第1章 第5節 北の空に走る光 ― 旅立ちの灯 ―

 翌日の昼、雪が薄く積もる明るい通りを、ユキミアはゆっくりと歩いていった。胸の奥には、昨夜古文書から感じた“囁き”がまだ残っている。

 スプーン亭の扉を押すと、暖かい空気と食堂の香りがふわりと広がった。奥の席でしろまるがこちらへ手を挙げた。

「ユキミア、こっちだ。」

 しろまるの前にはホットチョコレートが湯気を上げている。
「また見た目に似合わず甘いものですか」

 ユキミアが笑いながら向かいに座ると、彼は鎧の肩をわずかにほぐしながら問いかけた。

「いいだろう。それよりも……昨夜のこと、聞かせてもらえるか?」

 ユキミアは膝の上で指を重ね、小さく息を整えた。

「古文書のことですね。私……読めた気がしたんです。一部だけですが……。“黒き災いが訪れるとき、失われし知の民が再び光をもたらす”。これはおそらく“魔王の復活”と、滅びたとされる“ニンゲン族”についてだと思うんです」
 しろまるの目がわずかに細くなる。

「にわかには信じがたいが……昨夜の魔物騒動も以前ではあり得なかったことだ。辺境の地ならともかく、こんな街の中まで魔物がやってくるなど。しかし、お前がそう読み取れたのだとしたら、きっと意味があるのだろう。」

「はい。もしかしたら、私達が記憶を失っている理由……この本を持っていた理由……全部、ニンゲン族に関わっているのかもしれません。」

 ユキミアは自分の胸元のマフラーを指先で触れた。そこに刺繍された“310”の印が、なぜか遠い記憶の鍵のように思えた。

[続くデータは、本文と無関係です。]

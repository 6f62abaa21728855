//! Server Implementation
//!
//! HTTP 服务器启动和管理

use std::time::Duration;

use tokio::net::TcpListener;

use crate::api::build_app;
use crate::core::{Config, Result, ServerError, ServerState};

/// HTTP Server
pub struct Server {
    config: Config,
    state: ServerState,
}

impl Server {
    /// Create server with an initialized state
    pub fn with_state(config: Config, state: ServerState) -> Self {
        Self { config, state }
    }

    /// Bind and serve until Ctrl+C
    ///
    /// In-flight requests get `shutdown_timeout_ms` to finish after the signal.
    pub async fn run(&self) -> Result<()> {
        let addr = format!("{}:{}", self.config.http_host, self.config.http_port);
        let listener = TcpListener::bind(&addr).await?;
        tracing::info!("🦀 Employee server listening on {}", listener.local_addr()?);

        let app = build_app(self.state.clone());
        let shutdown_timeout = Duration::from_millis(self.config.shutdown_timeout_ms);

        let (signal_tx, signal_rx) = tokio::sync::oneshot::channel::<()>();
        let server = axum::serve(listener, app).with_graceful_shutdown(async move {
            let _ = tokio::signal::ctrl_c().await;
            tracing::info!("Shutting down...");
            let _ = signal_tx.send(());
        });
        let server = tokio::spawn(async move { server.await });

        // 收到信号后最多等待 shutdown_timeout
        tokio::select! {
            joined = server => {
                joined
                    .map_err(|e| ServerError::Internal(e.into()))?
                    .map_err(ServerError::Io)?;
            }
            _ = async {
                let _ = signal_rx.await;
                tokio::time::sleep(shutdown_timeout).await;
            } => {
                tracing::warn!(
                    timeout_ms = self.config.shutdown_timeout_ms,
                    "Graceful shutdown timed out, dropping open connections"
                );
            }
        }

        tracing::info!("Server stopped");
        Ok(())
    }
}
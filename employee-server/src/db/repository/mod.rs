//! Repository Module
//!
//! Typed store operations over SurrealDB. SurrealQL stays in this module;
//! callers only see one method per supported query shape.

pub mod employee;

// Re-exports
pub use employee::{EmployeeFilter, EmployeeRepository};

use surrealdb::Surreal;
use surrealdb::engine::local::Db;
use surrealdb::error::Db as DbError;
use thiserror::Error;

use crate::AppError;

/// Repository error types
#[derive(Debug, Error)]
pub enum RepoError {
    /// No employee with this `employee_id`
    #[error("Employee {0} not found")]
    NotFound(String),

    /// `employee_id` already taken
    #[error("Employee ID '{0}' already exists")]
    Duplicate(String),

    #[error("Database error: {0}")]
    Database(String),
}

impl From<surrealdb::Error> for RepoError {
    fn from(err: surrealdb::Error) -> Self {
        RepoError::Database(err.to_string())
    }
}

impl From<RepoError> for AppError {
    fn from(err: RepoError) -> Self {
        match err {
            RepoError::NotFound(employee_id) => AppError::employee_not_found(employee_id),
            RepoError::Duplicate(_) => AppError::new(shared::ErrorCode::EmployeeIdExists),
            RepoError::Database(msg) => AppError::database(msg),
        }
    }
}

/// Result type for repository operations
pub type RepoResult<T> = Result<T, RepoError>;

/// True when the store rejected a write because of a UNIQUE index
pub(crate) fn is_unique_violation(err: &surrealdb::Error) -> bool {
    matches!(err, surrealdb::Error::Db(DbError::IndexExists { .. }))
}

/// True when the statement lost a commit race and may be retried
///
/// Concurrent writes to the same index key surface as a failed commit
/// (`QueryNotExecutedDetail`) instead of `IndexExists`.
pub(crate) fn is_tx_conflict(err: &surrealdb::Error) -> bool {
    matches!(
        err,
        surrealdb::Error::Db(
            DbError::TxRetryable | DbError::QueryNotExecuted | DbError::QueryNotExecutedDetail { .. }
        )
    )
}

/// Base repository with database reference
#[derive(Clone)]
pub struct BaseRepository {
    db: Surreal<Db>,
}

impl BaseRepository {
    pub fn new(db: Surreal<Db>) -> Self {
        Self { db }
    }

    pub fn db(&self) -> &Surreal<Db> {
        &self.db
    }
}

「……しろまる。私、ニンゲン族を探したいんです。昨夜の稲光も関係がある気がして……」

 しろまるは言葉を切り、ゆっくりと椅子から背を離した。重い鎧の肩を軽く回し、視線をユキミアへ戻す。その動きには“覚悟を固めた者”の静かな重さがあった。

「お前の直感は、案外よく当たるからな。俺はその意見に従うつもりだ。」

「本当に……いいんですか?」

「もちろんだ。」

 重い鎧の胸板を軽く叩き、しろまるは笑った。

「俺の役目は、お前が進みたい方向へ安全に導くことだ。たとえそれが魔王の待つ城だろうとな。」

 ユキミアの瞳に、ほんの少し光が宿った。

 そこへ、鍛冶屋の熊族が扉を押し開けて入ってきた。昨夜保護されていたパン屋の少年も、一緒に歩いている。

「二人とも、昨日は助かったよ。少年はしばらくうちで預かることになったんだ。」

 少年はユキミアに向かって深く頭を下げた。

「昨夜はありがとうございました。母が見つからなかったのは残念ですが……ぼく、がんばります。」

 ユキミアはしゃがみこみ、優しく彼の肩に手を置いた。

「無理はしないでね。私たち、しばらく街を離れるかもしれないけど……また戻ってくるわ。困ったことがあったら、いつでも頼ってね。」

 ユキミアがやさしく微笑むと、少年はぱちりと目を見開いた。
「え……お姉ちゃんたち、どこかへ行っちゃうの?」

「うん。昨日の騒動のことを少し調べに行こうと思ってるの。」

 少年は小さく唇を噛み、うつむいたが、やがて顔を上げて言った。
「……そっか。でも、なんか寂しくなるなぁ。」
「……寂しくなるのは私も同じだよ。でも、必ず戻ってくるからね。だから、その時はまた笑って迎えてね?」

 少年が去り、店内が再び静かになると、しろまるが窓の外を見た。北の空に、白昼にもかかわらず細い光の筋が揺らめいている。

「……あれは、昨夜の黒い稲光が走った方向だな。」

「北の山……あの辺りは白夜の森ですね。やっぱり何かあります。」

 ユキミアはゆっくりと立ち上がった。迷いの影はもうなかった。

「行きましょう、しろまる。あの光の先へ――ニンゲン族の手がかりを求めて。」

「了解した。」

 二人はスプーン亭を後にし、白い昼光の差す道へと踏み出した。北風がローブを揺らし、雪面には新しい旅路の足跡が刻まれていった。光は遠いが、その道の先には確かに“何か”が待っている気がした。